ACTIVITY - Transcribe, word for word, the line containing "self.item_sets.index_of(item_set)" and each line following it through the end of the listing below. Omit all other lines.

RECORDS FOR THIS EXERCISE -
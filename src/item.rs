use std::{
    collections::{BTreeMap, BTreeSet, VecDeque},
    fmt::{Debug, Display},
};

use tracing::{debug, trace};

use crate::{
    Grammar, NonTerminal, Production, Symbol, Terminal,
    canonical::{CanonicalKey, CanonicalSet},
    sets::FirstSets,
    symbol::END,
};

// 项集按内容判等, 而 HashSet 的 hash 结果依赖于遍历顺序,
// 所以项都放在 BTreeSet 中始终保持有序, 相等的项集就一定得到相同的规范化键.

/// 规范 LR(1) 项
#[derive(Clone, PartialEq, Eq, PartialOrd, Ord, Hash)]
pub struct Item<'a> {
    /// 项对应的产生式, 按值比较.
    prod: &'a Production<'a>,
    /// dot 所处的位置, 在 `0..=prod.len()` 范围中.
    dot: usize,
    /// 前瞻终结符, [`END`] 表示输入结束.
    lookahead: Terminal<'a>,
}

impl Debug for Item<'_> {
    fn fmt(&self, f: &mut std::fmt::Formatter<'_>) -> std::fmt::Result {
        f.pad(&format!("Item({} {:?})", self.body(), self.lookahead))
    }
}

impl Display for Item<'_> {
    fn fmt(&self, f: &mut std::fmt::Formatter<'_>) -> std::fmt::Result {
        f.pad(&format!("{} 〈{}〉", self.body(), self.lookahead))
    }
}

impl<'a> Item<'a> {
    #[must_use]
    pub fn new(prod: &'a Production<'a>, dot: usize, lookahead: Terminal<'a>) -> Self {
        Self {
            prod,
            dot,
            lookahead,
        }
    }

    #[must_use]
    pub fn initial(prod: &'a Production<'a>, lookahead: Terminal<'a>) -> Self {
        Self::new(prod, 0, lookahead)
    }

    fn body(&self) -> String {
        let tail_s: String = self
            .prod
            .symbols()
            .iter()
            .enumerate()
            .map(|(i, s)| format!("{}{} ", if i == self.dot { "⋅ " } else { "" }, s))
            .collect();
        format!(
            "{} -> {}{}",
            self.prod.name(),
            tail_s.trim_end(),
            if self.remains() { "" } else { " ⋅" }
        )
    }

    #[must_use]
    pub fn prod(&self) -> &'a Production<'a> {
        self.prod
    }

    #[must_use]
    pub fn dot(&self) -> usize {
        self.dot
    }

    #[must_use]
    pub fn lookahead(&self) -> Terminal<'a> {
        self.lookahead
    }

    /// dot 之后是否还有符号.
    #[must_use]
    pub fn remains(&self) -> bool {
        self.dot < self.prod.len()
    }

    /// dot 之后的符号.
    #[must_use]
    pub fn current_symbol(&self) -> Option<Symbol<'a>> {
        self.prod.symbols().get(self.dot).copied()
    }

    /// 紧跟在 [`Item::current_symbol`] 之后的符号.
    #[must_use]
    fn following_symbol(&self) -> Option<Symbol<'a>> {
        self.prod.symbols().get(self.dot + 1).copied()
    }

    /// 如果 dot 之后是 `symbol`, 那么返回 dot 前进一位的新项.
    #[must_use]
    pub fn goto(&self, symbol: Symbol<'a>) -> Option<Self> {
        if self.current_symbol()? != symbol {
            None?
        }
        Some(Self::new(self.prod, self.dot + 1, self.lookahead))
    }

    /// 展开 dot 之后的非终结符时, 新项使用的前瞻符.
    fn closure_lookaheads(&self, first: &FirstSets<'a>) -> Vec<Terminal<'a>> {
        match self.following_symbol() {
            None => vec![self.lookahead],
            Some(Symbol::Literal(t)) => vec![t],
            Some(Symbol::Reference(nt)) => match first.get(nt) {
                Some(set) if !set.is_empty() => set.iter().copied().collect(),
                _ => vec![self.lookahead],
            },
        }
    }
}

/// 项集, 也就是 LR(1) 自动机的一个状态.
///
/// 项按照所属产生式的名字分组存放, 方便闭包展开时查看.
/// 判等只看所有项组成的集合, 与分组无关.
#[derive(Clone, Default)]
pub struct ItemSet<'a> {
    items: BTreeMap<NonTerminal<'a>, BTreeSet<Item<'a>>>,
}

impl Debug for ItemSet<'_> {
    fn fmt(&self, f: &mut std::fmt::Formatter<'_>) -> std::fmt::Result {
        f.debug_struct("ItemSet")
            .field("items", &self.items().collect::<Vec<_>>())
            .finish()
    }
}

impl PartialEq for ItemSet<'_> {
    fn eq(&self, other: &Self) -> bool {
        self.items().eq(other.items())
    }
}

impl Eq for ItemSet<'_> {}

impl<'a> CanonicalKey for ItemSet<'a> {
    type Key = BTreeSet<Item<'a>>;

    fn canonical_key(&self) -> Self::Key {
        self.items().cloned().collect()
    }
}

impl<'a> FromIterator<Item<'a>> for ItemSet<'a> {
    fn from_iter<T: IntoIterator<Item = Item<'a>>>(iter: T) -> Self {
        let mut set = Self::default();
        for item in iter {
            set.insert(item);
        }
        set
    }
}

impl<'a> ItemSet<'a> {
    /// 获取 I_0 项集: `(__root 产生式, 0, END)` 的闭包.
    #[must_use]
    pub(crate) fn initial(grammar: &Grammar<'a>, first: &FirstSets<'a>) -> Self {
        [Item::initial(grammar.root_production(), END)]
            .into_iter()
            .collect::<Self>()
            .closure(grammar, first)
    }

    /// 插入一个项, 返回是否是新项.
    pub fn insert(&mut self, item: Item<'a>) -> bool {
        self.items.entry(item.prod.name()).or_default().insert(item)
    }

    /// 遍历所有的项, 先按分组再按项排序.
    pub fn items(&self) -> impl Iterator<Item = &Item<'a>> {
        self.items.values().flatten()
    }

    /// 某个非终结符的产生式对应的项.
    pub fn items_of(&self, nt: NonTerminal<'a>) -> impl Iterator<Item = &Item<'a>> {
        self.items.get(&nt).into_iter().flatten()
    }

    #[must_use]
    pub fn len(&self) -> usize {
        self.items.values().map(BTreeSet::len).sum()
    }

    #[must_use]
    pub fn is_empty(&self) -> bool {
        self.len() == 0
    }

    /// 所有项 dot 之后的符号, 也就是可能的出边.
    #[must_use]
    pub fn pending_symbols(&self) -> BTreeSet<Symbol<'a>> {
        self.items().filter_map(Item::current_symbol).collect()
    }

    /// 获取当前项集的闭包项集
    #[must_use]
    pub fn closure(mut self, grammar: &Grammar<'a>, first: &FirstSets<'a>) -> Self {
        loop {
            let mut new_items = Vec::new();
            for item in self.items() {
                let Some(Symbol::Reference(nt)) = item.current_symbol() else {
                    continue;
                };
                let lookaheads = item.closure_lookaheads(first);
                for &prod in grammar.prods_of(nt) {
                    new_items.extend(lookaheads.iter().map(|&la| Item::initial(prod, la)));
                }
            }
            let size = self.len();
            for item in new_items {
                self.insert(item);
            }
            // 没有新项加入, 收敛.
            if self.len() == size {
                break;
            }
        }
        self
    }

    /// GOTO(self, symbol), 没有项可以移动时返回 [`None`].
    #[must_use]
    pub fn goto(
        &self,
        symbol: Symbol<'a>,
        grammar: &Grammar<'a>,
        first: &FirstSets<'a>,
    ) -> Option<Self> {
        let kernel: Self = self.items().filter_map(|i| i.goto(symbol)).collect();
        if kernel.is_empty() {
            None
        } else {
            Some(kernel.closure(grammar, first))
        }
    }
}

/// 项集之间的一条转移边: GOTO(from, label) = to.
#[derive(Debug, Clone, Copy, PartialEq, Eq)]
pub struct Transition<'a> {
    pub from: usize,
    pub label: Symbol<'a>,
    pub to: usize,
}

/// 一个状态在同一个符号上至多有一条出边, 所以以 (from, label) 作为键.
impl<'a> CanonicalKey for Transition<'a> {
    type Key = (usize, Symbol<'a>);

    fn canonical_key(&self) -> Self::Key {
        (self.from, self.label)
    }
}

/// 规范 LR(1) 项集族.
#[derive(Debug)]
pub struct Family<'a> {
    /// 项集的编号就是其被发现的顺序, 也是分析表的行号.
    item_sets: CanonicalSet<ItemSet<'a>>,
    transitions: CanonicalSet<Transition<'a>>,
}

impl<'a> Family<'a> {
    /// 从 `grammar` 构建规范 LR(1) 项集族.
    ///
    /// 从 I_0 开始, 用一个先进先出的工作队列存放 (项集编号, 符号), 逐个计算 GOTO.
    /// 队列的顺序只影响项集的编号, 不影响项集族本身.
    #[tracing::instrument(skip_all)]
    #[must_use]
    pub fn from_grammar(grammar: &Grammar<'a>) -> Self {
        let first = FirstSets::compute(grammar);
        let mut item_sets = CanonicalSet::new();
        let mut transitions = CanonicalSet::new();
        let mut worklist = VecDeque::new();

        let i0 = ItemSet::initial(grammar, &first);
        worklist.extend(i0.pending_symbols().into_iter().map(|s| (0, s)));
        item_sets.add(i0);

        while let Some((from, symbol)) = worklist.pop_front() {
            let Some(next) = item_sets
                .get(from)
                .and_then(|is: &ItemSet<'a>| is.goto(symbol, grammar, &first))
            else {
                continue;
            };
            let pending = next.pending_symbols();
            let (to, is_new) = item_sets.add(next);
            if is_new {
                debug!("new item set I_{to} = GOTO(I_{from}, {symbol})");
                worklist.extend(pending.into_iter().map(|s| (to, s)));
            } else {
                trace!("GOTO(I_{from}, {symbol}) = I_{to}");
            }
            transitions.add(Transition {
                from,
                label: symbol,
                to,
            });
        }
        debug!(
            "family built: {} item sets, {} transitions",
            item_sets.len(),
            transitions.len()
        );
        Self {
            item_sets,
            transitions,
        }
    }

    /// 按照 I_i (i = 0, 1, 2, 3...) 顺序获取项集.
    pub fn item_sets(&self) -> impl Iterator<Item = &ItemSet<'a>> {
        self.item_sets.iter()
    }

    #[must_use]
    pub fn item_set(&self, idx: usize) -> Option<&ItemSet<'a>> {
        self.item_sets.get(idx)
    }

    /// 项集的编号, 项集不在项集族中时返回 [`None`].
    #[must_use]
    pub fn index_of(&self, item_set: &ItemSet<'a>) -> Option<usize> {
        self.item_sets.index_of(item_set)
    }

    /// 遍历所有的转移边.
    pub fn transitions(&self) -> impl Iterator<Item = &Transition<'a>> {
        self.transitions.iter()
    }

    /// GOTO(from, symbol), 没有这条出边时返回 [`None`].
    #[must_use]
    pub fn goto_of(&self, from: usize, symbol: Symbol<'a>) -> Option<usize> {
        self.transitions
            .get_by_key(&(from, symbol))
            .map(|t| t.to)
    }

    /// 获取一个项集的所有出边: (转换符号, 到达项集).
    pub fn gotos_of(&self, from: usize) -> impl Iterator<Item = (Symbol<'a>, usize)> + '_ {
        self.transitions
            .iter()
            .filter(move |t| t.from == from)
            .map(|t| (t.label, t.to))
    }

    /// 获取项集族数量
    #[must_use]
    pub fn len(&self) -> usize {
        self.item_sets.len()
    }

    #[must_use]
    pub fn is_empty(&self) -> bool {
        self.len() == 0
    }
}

EXERCISE ANSWER -
        self.item_sets.index_of(item_set)
    }

    /// 遍历所有的转移边.
    pub fn transitions(&self) -> impl Iterator<Item = &Transition<'a>> {
        self.transitions.iter()
    }

    /// GOTO(from, symbol), 没有这条出边时返回 [`None`].
    #[must_use]
    pub fn goto_of(&self, from: usize, symbol: Symbol<'a>) -> Option<usize> {
        self.transitions
            .get_by_key(&(from, symbol))
            .map(|t| t.to)
    }

    /// 获取一个项集的所有出边: (转换符号, 到达项集).
    pub fn gotos_of(&self, from: usize) -> impl Iterator<Item = (Symbol<'a>, usize)> + '_ {
        self.transitions
            .iter()
            .filter(move |t| t.from == from)
            .map(|t| (t.label, t.to))
    }

    /// 获取项集族数量
    #[must_use]
    pub fn len(&self) -> usize {
        self.item_sets.len()
    }

    #[must_use]
    pub fn is_empty(&self) -> bool {
        self.len() == 0
    }
}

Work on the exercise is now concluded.